I remember speaking at a public forum on aspirin back in the 80s on the role of low dose aspirin in preventing heart attacks. The audience was thrilled and convinced, and low dose aspirin was launched bigtime into the Malaysian market. That marketing blitz was sponsored by Rekitt Coleman ( at that time ), and they were launching cardiprin.
Well much water has gone under the bridge, and much mor medical evidence has emerged since then on the good, and bad of low dose aspirin.
Now we are certain that low dose aspirin is a good anti-platelet agent, and has an established role in preventing heart attacks ( fatal and non-fatal ) in patients withe established CAD. It has a definite role in preventing stent thrombosis both in bare metal stents and also drug eluting stents.

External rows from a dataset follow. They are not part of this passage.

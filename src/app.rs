use crate::config::RevealConfig;
use crate::detect::host::terminal_dimensions;
use crate::detect::{DeviceCollector, HostPlatform};
use crate::engine::{RunController, RunOutcome};
use crate::errors::ScanError;
use crate::export::ExportPayload;
use crate::net::GeoLookupProvider;
use crate::table::diagnostics_table;
use crate::ui::console::ConsoleRenderer;
use crate::ui::dialogs::injection_dialog;
use crate::ui::progress::run_scan_dialog;
use crate::ui::rain::play_rain;
use crate::ui::{emit_line, stdout_is_terminal};
use rand::rngs::StdRng;
use rand::SeedableRng;
use std::io::Write;
use std::path::PathBuf;
use std::sync::Arc;
use std::time::Duration;
use tokio_util::sync::CancellationToken;
use tracing::{info, warn};

/// What to do with the diagnostics once the show is over
#[derive(Debug, Clone, Default)]
pub struct ExportOptions {
    /// Print the JSON payload after the summary table
    pub print_json: bool,
    /// Directory receiving `diagnostics-*.json`
    pub download_dir: Option<PathBuf>,
    /// Put the JSON payload on the clipboard
    pub copy: bool,
}

/// One complete session: rain, scan dialog, staged reveal, injection
/// dialog, summary and export
pub struct Experience {
    config: RevealConfig,
    controller: Arc<RunController>,
    cancel: CancellationToken,
}

impl Experience {
    /// Session against the real host and the configured provider
    pub fn new(config: RevealConfig) -> Result<Self, ScanError> {
        let platform = Arc::new(HostPlatform::new(config.user_agent.clone()));
        let collector = Arc::new(DeviceCollector::new(platform, config.collect_timeout()));
        let provider = Arc::new(GeoLookupProvider::from_config(&config)?);
        let controller = Arc::new(RunController::new(collector, provider, &config));
        Ok(Self::with_controller(config, controller))
    }

    pub fn with_controller(config: RevealConfig, controller: Arc<RunController>) -> Self {
        Self {
            config,
            controller,
            cancel: CancellationToken::new(),
        }
    }

    pub fn controller(&self) -> &Arc<RunController> {
        &self.controller
    }

    /// Token that tears down running animations
    pub fn cancel_token(&self) -> CancellationToken {
        self.cancel.clone()
    }

    fn animate(&self) -> bool {
        !self.config.reduced_motion
    }

    pub async fn run<W: Write>(
        &self,
        out: &mut W,
        export: &ExportOptions,
    ) -> Result<ExportPayload, ScanError> {
        let mut rng = StdRng::from_entropy();

        if self.animate() {
            let (width, height) = terminal_size();
            play_rain(
                out,
                &mut rng,
                width,
                height,
                self.config.rain_frames,
                Duration::from_millis(self.config.rain_frame_ms),
            )
            .await;
        }

        run_scan_dialog(
            out,
            &mut rng,
            Duration::from_millis(self.config.progress_tick_ms),
            Duration::from_millis(self.config.progress_close_delay_ms),
            self.config.reduced_motion,
        )
        .await;

        // subscribe before the run exists so no event is missed
        let events = self.controller.subscribe();
        let (run, handle) = self.controller.spawn_run();
        let mut renderer = ConsoleRenderer::new(self.animate(), self.cancel.clone())
            .with_completion_delay(self.config.completion_delay());
        let shown = renderer.run(out, events).await;

        let outcome = handle
            .await
            .map_err(|e| ScanError::Other(format!("scan task failed: {}", e)))?;
        info!(%run, %shown, ?outcome, "reveal finished");
        if outcome == RunOutcome::Completed {
            injection_dialog(out, &self.config.notify_handle, !self.animate(), &self.cancel).await;
        }

        emit_line(out, "");
        emit_line(out, &diagnostics_table(&self.controller.view()).to_string());

        let payload = self.controller.export_payload();
        self.export(out, &payload, export)?;
        Ok(payload)
    }

    fn export<W: Write>(
        &self,
        out: &mut W,
        payload: &ExportPayload,
        options: &ExportOptions,
    ) -> Result<(), ScanError> {
        if options.print_json {
            emit_line(out, &payload.to_json()?);
        }
        if let Some(dir) = &options.download_dir {
            let path = payload.download_to(dir)?;
            emit_line(out, &format!("Saved {}", path.display()));
        }
        if options.copy {
            // clipboard access is best effort on headless hosts
            match payload.copy_to_clipboard() {
                Ok(()) => emit_line(out, "Copied diagnostics to clipboard"),
                Err(err) => warn!(error = %err, "copy failed"),
            }
        }
        Ok(())
    }
}

/// Terminal columns and rows, falling back to 80x24
pub fn terminal_size() -> (usize, usize) {
    terminal_dimensions()
        .map(|(cols, rows)| (cols as usize, rows as usize))
        .unwrap_or((80, 24))
}

/// Animations only make sense on an interactive terminal
pub fn motion_allowed() -> bool {
    stdout_is_terminal() && std::env::var_os("NO_MOTION").is_none()
}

It does have a role in stroke prevention especially in patients with chronic atrial fibrillation and low CHADs score. It probably have a role in prevention of Ca Colon, especially in the context of Polyposis Coli.
well, if low dose aspirin is so useful, a help for all ills, why don't we all take it or better still, put some in our drinking water, just as we add some chlorine.
well the issue is the side effects. When I spoke in the 80s, we thought that normal dose aspirin, 365 mg for fever, and pain, increases the risk of GI bleed and worse still intra-cranial bleed. So the early studies then showed that low dose aspirin of 100mg daily ( a third the dose ) will have less bleed. That is true. But there still is, and that raises the issue of safety. How safe is low dose aspirin.
well, the latest issue of the Archives of Internal Medicine carried a piece of work by Prof Kausik ray et all, from St Georges Hospital, University of London. They followed up 102,621 patients who were on low dose aspirin to prevent heart attacks. These were patients who had no history of previous heart disease ( primary prevention of heart attack ). These patients were followed up for 6 years. They found that after 6 years of low dose aspirin, there was a 20 % reduction in the incidence of non fatal heart attacks. No difference in the incidence of fatal heart attacks. There was a price. There was a 30% increase incidence of potentially life threatening bleed including intra-cranial hemorrhage. What that means is that for every 160 patients treated with low dose aspirin for 6 years, you prevent one non fatal heart attack. BUT for every 73 patients in the same group, you may get one troublesome bleed.
So the balance of evidence must be that we should not use low dose aspirin to prevent heart attacks in patients without previous CAD, as it may do more harm than good.
That seem to be the consensus presently. Except for particular subsets like Diabetics with diffuse atherosclerosis, we would no longer use low dose aspirin as a means of primary prevention. There is certainly no role to give low dose aspirin to all and sundry.
As for ca Colon prevention, I think the jury is still out on that. We have to wait and see. Certainly, if I have Polyposis Coli and also diabetes, I may be tempted to taking a low dose aspirin.